The industry is highly secretive, with no published permit data and mining sites tightly guarded. But import data reported by China indicates that Myanmar has in recent years surpassed China as the world's largest supplier of heavy rare earth elements used in electric vehicles, precision-guided weapons and other geostrategic technologies.
Satellite images show that the largest concentration of rare earth mining sites in Myanmar are near the town of Pangwa, in Kachin State's Chipwi township.

This investigation found that the Tech Bullion article, and subsequent republications, extrapolate from established information to make new claims. In October of 2024, the Kachin Independence Army seized Pangwa, giving it new leverage over Myanmar's rare earth mining industry.

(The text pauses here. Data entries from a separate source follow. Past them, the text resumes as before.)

//! Error types for transaction building
//!
//! Errors raised here happen strictly before submission: a draft that fails
//! validation, signing or encoding is never sent to the network.

use thiserror::Error;

#[derive(Error, Debug, Clone, PartialEq, Eq)]
pub enum EnvelopeError {
    /// Draft violates a ledger limit or an ordering rule
    ///
    /// This includes:
    /// - Empty or oversized operation lists
    /// - Trust extension placed after the payment that needs it
    /// - Signer additions placed after threshold changes
    /// - Memo or data entries over their byte limits
    #[error("Invalid transaction: {0}")]
    Invalid(String),

    /// The signing key cannot sign for the draft's source account
    #[error("Signing failed: {0}")]
    Signing(String),

    /// Transport encoding failed
    #[error("Encoding failed: {0}")]
    Encoding(String),
}

impl EnvelopeError {
    pub fn invalid(reason: impl Into<String>) -> Self {
        Self::Invalid(reason.into())
    }

    pub fn invalid_order(reason: impl Into<String>) -> Self {
        Self::Invalid(format!("operation order: {}", reason.into()))
    }

    pub fn category(&self) -> &'static str {
        match self {
            Self::Invalid(_) => "validation",
            Self::Signing(_) => "signing",
            Self::Encoding(_) => "encoding",
        }
    }
}

#[cfg(test)]
mod tests {
    use super::*;

    #[test]
    fn test_error_display() {
        let err = EnvelopeError::invalid_order("trust after payment");
        assert_eq!(
            err.to_string(),
            "Invalid transaction: operation order: trust after payment"
        );
        assert_eq!(err.category(), "validation");
        assert_eq!(EnvelopeError::Signing("x".into()).category(), "signing");
    }
}
//! Transaction assembly for ledger requests
//!
//! This module turns a list of ledger operations into a signed, encoded
//! transaction envelope.
//!
//! ## Architecture
//!
//! - **errors**: error taxonomy for drafts that never leave the machine
//! - **operations**: per-operation constructors with ledger limits enforced
//! - **builder**: ordered operation list, ordering checks and fee computation
//! - **envelope**: conversion to `stellar-xdr` types, network-bound hashing
//!   and ed25519 signing
//! - **output**: the signed transaction and its transport encoding
//!
//! ## Ordering
//!
//! Operations execute in the order they are pushed. The builder refuses a
//! draft where a trustline follows the payment that needs it, or where a
//! signer is added after the account weights were raised.
//!
//! ## Usage Example
//!
//! ```rust,no_run
//! use please::keys::Keypair;
//! use please::assets::Asset;
//! use please::types::Network;
//! use please::tx_builder::{sign, Operation, TxBuilder};
//!
//! # fn example(kp: &Keypair, dest: please::keys::PublicKey) -> Result<(), please::tx_builder::EnvelopeError> {
//! let mut builder = TxBuilder::new(kp.public_key());
//! builder.push(Operation::transfer(dest, Asset::Native, 10_000_000, true)?);
//! let draft = builder.build(42, 100, Network::Test)?;
//! let signed = sign(draft, kp)?;
//! let _tx = signed.to_base64()?;
//! # Ok(())
//! # }
//! ```

pub mod errors;
pub use errors::EnvelopeError;

pub mod builder;
pub mod envelope;
pub mod operations;
pub mod output;

pub use builder::{sanity_check_op_order, TransactionDraft, TxBuilder, MAX_OPERATIONS};
pub use envelope::{
    encode_transaction, network_id, sign, signature_payload, to_xdr_transaction,
};
pub use operations::{Operation, SetOptions, SignerWeight};
pub use output::{DecoratedSignature, SignedTransaction};
//! Offer pricing
//!
//! Buy and sell statements both become a sell offer of the `selling` asset,
//! so both read the bid side of the (selling, buying) book: bids are the
//! standing offers that buy `selling` with `buying`. Prices are expressed in
//! units of `buying` per unit of `selling`.

use crate::amount::{parse_amount, truncate, Price};
use crate::assets::Asset;
use crate::errors::RequestError;
use crate::ledger::{LedgerClient, OrderBookSummary};
use crate::types::{AmountKind, OfferRequest};
use rust_decimal::Decimal;
use std::str::FromStr;
use tracing::debug;

/// Final offer parameters, amount denominated in the selling asset
#[derive(Debug, Clone, PartialEq, Eq)]
pub struct OfferTerms {
    pub amount: Decimal,
    pub price: Price,
    /// Price as quoted (book level or operator input), for summaries
    pub quoted_price: String,
    pub discovered: bool,
}

/// Best bid of the book, `NoLiquidity` when there is none
pub fn best_bid(
    book: &OrderBookSummary,
    selling: &Asset,
    buying: &Asset,
) -> Result<Decimal, RequestError> {
    let top = book.bids.first().ok_or_else(|| RequestError::NoLiquidity {
        selling: selling.code().to_string(),
        buying: buying.code().to_string(),
    })?;
    let price = Decimal::from_str(top.price.trim()).map_err(|e| {
        RequestError::Parse(format!("order book price '{}': {}", top.price, e))
    })?;
    if price <= Decimal::ZERO {
        return Err(RequestError::InvalidOperation(format!(
            "order book price {} is not positive",
            price
        )));
    }
    Ok(price)
}

/// Convert a buying-denominated amount at a discovered price
pub fn selling_amount(
    amount: Decimal,
    kind: AmountKind,
    price: Decimal,
    discovered: bool,
) -> Result<Decimal, RequestError> {
    match kind {
        AmountKind::Buying if discovered => amount.checked_div(price).map(truncate).ok_or_else(|| {
            RequestError::InvalidOperation(format!(
                "amount {} at price {} is out of range",
                amount, price
            ))
        }),
        _ => Ok(truncate(amount)),
    }
}

/// Resolve amount and price of an offer, querying the order book when the
/// statement carries no price
pub async fn price_offer(
    ledger: &dyn LedgerClient,
    req: &OfferRequest,
    selling: &Asset,
    buying: &Asset,
) -> Result<OfferTerms, RequestError> {
    let amount = parse_amount(&req.amount)?;

    let (price, quoted_price, discovered) = match &req.price {
        Some(text) => {
            let value = parse_amount(text)?;
            if value.is_zero() {
                return Err(RequestError::InvalidOperation("price must be positive".into()));
            }
            (value, text.trim().to_string(), false)
        }
        None => {
            let book = ledger.order_book(selling, buying).await?;
            let price = best_bid(&book, selling, buying)?;
            debug!(
                selling = %selling,
                buying = %buying,
                price = %price,
                levels = book.bids.len(),
                "Price discovered from order book"
            );
            (price, price.normalize().to_string(), true)
        }
    };

    Ok(OfferTerms {
        amount: selling_amount(amount, req.amount_kind, price, discovered)?,
        price: Price::from_decimal(price)?,
        quoted_price,
        discovered,
    })
}
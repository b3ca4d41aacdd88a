//! Common types used throughout the engine

use serde::{Deserialize, Serialize};
use std::fmt;
use std::path::PathBuf;

/// Ledger network variant
#[derive(Debug, Clone, Copy, PartialEq, Eq, Serialize, Deserialize, Default)]
#[serde(rename_all = "lowercase")]
pub enum Network {
    /// Public network
    #[default]
    Public,
    /// Test network
    Test,
}

impl Network {
    pub fn from_testnet_flag(testnet: bool) -> Self {
        if testnet {
            Network::Test
        } else {
            Network::Public
        }
    }

    /// Passphrase hashed into every signature payload
    pub fn passphrase(&self) -> &'static str {
        match self {
            Network::Public => "Public Global Stellar Network ; September 2015",
            Network::Test => "Test SDF Network ; September 2015",
        }
    }

    pub fn default_horizon_url(&self) -> &'static str {
        match self {
            Network::Public => "https://horizon.stellar.org",
            Network::Test => "https://horizon-testnet.stellar.org",
        }
    }

    pub fn label(&self) -> &'static str {
        match self {
            Network::Public => "PUBLIC",
            Network::Test => "TESTNET",
        }
    }
}

/// Optional transaction memo, usually supplied by a contact record
#[derive(Debug, Clone, PartialEq, Eq, Serialize, Deserialize)]
#[serde(tag = "type", content = "value", rename_all = "lowercase")]
pub enum Memo {
    /// UTF-8 text, at most 28 bytes
    Text(String),
    Id(u64),
    /// 32-byte hash, hex encoded in the wallet file
    Hash(#[serde(with = "hex_32")] [u8; 32]),
    Return(#[serde(with = "hex_32")] [u8; 32]),
}

/// Maximum byte length of a text memo
pub const MEMO_TEXT_MAX: usize = 28;

impl fmt::Display for Memo {
    fn fmt(&self, f: &mut fmt::Formatter<'_>) -> fmt::Result {
        match self {
            Memo::Text(text) => write!(f, "text:{}", text),
            Memo::Id(id) => write!(f, "id:{}", id),
            Memo::Hash(hash) => write!(f, "hash:{}", hex::encode(hash)),
            Memo::Return(hash) => write!(f, "return:{}", hex::encode(hash)),
        }
    }
}

mod hex_32 {
    use serde::{de::Error, Deserialize, Deserializer, Serializer};

    pub fn serialize<S: Serializer>(bytes: &[u8; 32], s: S) -> Result<S::Ok, S::Error> {
        s.serialize_str(&hex::encode(bytes))
    }

    pub fn deserialize<'de, D: Deserializer<'de>>(d: D) -> Result<[u8; 32], D::Error> {
        let text = String::deserialize(d)?;
        let raw = hex::decode(&text).map_err(D::Error::custom)?;
        raw.try_into()
            .map_err(|v: Vec<u8>| D::Error::custom(format!("expected 32 bytes, got {}", v.len())))
    }
}

/// A parsed request. Produced once and never mutated afterwards.
#[derive(Debug, Clone, PartialEq, Eq)]
pub enum Statement {
    Send(SendRequest),
    ShareAccount(ShareAccountRequest),
    SetData(SetDataRequest),
    Offer(OfferRequest),
}

impl Statement {
    /// Short name used in logs
    pub fn kind(&self) -> &'static str {
        match self {
            Statement::Send(_) => "send",
            Statement::ShareAccount(_) => "share_account",
            Statement::SetData(_) => "set_data",
            Statement::Offer(offer) => match offer.kind {
                OfferKind::Buy => "buy_offer",
                OfferKind::Sell => "sell_offer",
            },
        }
    }
}

/// "send 20 XLM from master to jennifer"
#[derive(Debug, Clone, PartialEq, Eq)]
pub struct SendRequest {
    /// Decimal string, kept verbatim to preserve ledger precision
    pub amount: String,
    pub currency: String,
    pub from: Option<String>,
    pub to: Option<String>,
}

/// Turn an account into a multisig account shared with `additional_signers`
#[derive(Debug, Clone, PartialEq, Eq)]
pub struct ShareAccountRequest {
    pub account: String,
    pub additional_signers: Vec<String>,
}

#[derive(Debug, Clone, PartialEq, Eq)]
pub struct SetDataRequest {
    pub account: Option<String>,
    /// Entries in declared order
    pub entries: Vec<DataEntry>,
}

#[derive(Debug, Clone, PartialEq, Eq)]
pub struct DataEntry {
    pub key: String,
    pub value: DataValue,
}

#[derive(Debug, Clone, PartialEq, Eq)]
pub enum DataValue {
    Literal(String),
    /// Raw bytes of the file at this path
    File(PathBuf),
}

#[derive(Debug, Clone, Copy, PartialEq, Eq)]
pub enum OfferKind {
    Buy,
    Sell,
}

/// Which side of the pair the declared amount is expressed in
#[derive(Debug, Clone, Copy, PartialEq, Eq)]
pub enum AmountKind {
    Buying,
    Selling,
}

/// "buy 100 USDC using XLM", "sell 100 USDC for XLM at 0.25"
#[derive(Debug, Clone, PartialEq, Eq)]
pub struct OfferRequest {
    pub kind: OfferKind,
    pub account: Option<String>,
    pub buying: String,
    pub selling: String,
    pub amount: String,
    pub amount_kind: AmountKind,
    pub price: Option<String>,
}

/// Outcome of a submitted transaction
#[derive(Debug, Clone, PartialEq, Eq, Serialize)]
pub struct SubmissionResult {
    /// Hex transaction hash
    pub hash: String,
    /// Ledger the transaction was included in, when reported
    pub ledger: Option<u32>,
}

Reuters has since reported that in December of 2024, India's state-run rare earth mining and refining firm, IREL, sent a study team to Kachin State, and that an Indian delegation including IREL held an online meeting with people from Kachin to discuss their "interest in reopening the rare-earths sector." Reuters also reported that in July of 2025, India's Ministry of Mines asked state-owned and private firms to explore collecting and transporting rare earth samples from areas under KIA control. Another Reuters report found that in July of 2025, the administration of United States President Trump heard proposals on ways the US could access rare earths from Myanmar, including by pursuing a deal with the KIA and cooperating with India. The Tech Bullion article appears to build off of this news to introduce new, unsubstantiated claims.
The story alleged that India and the KIA are secretly partnering to construct a 365-kilometer road from India's Vijaynagar, Arunachal Pradesh, to Myanmar's Chipwi, Kachin State, in order for India to secure rare earths from Kachin, without approval from the Myanmar military. This investigation did not identify any evidence of plans or actions taken by India or the KIA to construct a road at these locations, or to collaborate in constructing a road at any location.
The story also alleged that India and the KIA are secretly partnering to build a second road from the KIA's headquarters of Laiza through Myanmar's Sagaing Region to Rihkhawdar, Chin State, with funding partially sourced from Myanmar's illegal timber smuggling networks. No evidence was found for this claim either.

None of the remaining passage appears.